Starting with 1961, this was the franchise's first year of existence.  As one might expect, the first year is always tough as the team was behind the ball in player development, draft picks, etc.  We can't really fault the 1961 or 1962 Vikings for being bad as it's pretty much the expectation for any new expansion team to start off mediocre until they can rebuild through the draft and establish an identity and team philosophy.  Never-the-less, those first two years were pretty bad.  The margin of victory in 1961 was -122 and in 1962 was -156.  That means we had an average point differential per game of -8.7 and -11 respectively. That should pretty much tell the story right there, but no, it gets worse.  In 1961 our offense was ranked 9th in points and 12th in yards.  While that sounds great, you have to remember there were only 14 teams in the NFL at the time.  Our defense was ranked 14th in points and 14th in yards...dead last.  In 1962, not only did the winning percentage get worse, our ranks did as well.   The offense slipped to 13th in points and 12th in yards, and the defense pretty much held steady at 14th in points and 12th in yards.  That year we had one of the worst teams in the league and while this is awful, it can also be partially explained by the fact that these two teams also had a strength-of-schedule that was very difficult (1962 was the 2nd hardest schedule in team history) and again: new franchise.
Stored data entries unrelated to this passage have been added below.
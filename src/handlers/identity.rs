use std::future::{ready, Ready};

use actix_web::{FromRequest, HttpRequest};

use crate::errors::AppError;

pub const STUDENT_ID_HEADER: &str = "X-Student-Id";
pub const TEACHER_ID_HEADER: &str = "X-Teacher-Id";

/// Identity headers injected by the upstream auth gateway. Authentication
/// itself happens before requests reach this service; handlers only need to
/// know who the gateway says is calling.
#[derive(Debug)]
pub struct StudentIdentity(pub String);

#[derive(Debug)]
pub struct TeacherIdentity(pub String);

/// Caller of an endpoint both roles may use. Teacher wins when both headers
/// are present, since a teacher viewing a board wants their scoped view.
pub enum CallerIdentity {
    Student(String),
    Teacher(String),
}

fn header_value(req: &HttpRequest, name: &str) -> Option<String> {
    req.headers()
        .get(name)
        .and_then(|value| value.to_str().ok())
        .map(str::trim)
        .filter(|value| !value.is_empty())
        .map(str::to_string)
}

impl FromRequest for StudentIdentity {
    type Error = AppError;
    type Future = Ready<Result<Self, Self::Error>>;

    fn from_request(req: &HttpRequest, _payload: &mut actix_web::dev::Payload) -> Self::Future {
        let identity = header_value(req, STUDENT_ID_HEADER)
            .map(StudentIdentity)
            .ok_or_else(|| {
                AppError::NotAuthorized(format!("Missing {} header", STUDENT_ID_HEADER))
            });
        ready(identity)
    }
}

impl FromRequest for TeacherIdentity {
    type Error = AppError;
    type Future = Ready<Result<Self, Self::Error>>;

    fn from_request(req: &HttpRequest, _payload: &mut actix_web::dev::Payload) -> Self::Future {
        let identity = header_value(req, TEACHER_ID_HEADER)
            .map(TeacherIdentity)
            .ok_or_else(|| {
                AppError::NotAuthorized(format!("Missing {} header", TEACHER_ID_HEADER))
            });
        ready(identity)
    }
}

impl FromRequest for CallerIdentity {
    type Error = AppError;
    type Future = Ready<Result<Self, Self::Error>>;

    fn from_request(req: &HttpRequest, _payload: &mut actix_web::dev::Payload) -> Self::Future {
        let identity = header_value(req, TEACHER_ID_HEADER)
            .map(CallerIdentity::Teacher)
            .or_else(|| header_value(req, STUDENT_ID_HEADER).map(CallerIdentity::Student))
            .ok_or_else(|| {
                AppError::NotAuthorized(format!(
                    "Missing {} or {} header",
                    TEACHER_ID_HEADER, STUDENT_ID_HEADER
                ))
            });
        ready(identity)
    }
}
So the 1962 team gets something of a pass, because it was only the 2nd year of the team's existence, and they had the 2nd most difficult schedule in team history.  Jumping ahead a bit, by 1984 the league had already merged with the AFL and had expanded their way to 28 teams.  If you thought the margin of victory was bad in 1962, you haven't seen anything yet.  The 1984 team had a margin of victory of -208, or -13 per game.  That is the worst point differential in the history of the franchise, and 25th worst in the history of the Post-Merger NFL.  Our offense was pretty bad, ranked 24th in points and 25th in yards that year, but our defense was league worst in almost every category.   Not only that, but according to Pro Football Reference's Simple Rating System, the 1984 team had the worst "team quality" rating of any Vikings team, and it wasn't close.  The difference between 1984 and the next worst team in SRS was -3.5 on their scale.  That's the same amount of difference between the 2nd and 8th worst teams on the scale.  All of this suggests that the 1984 Vikings were significantly worse than any other team, at least relative to their peers.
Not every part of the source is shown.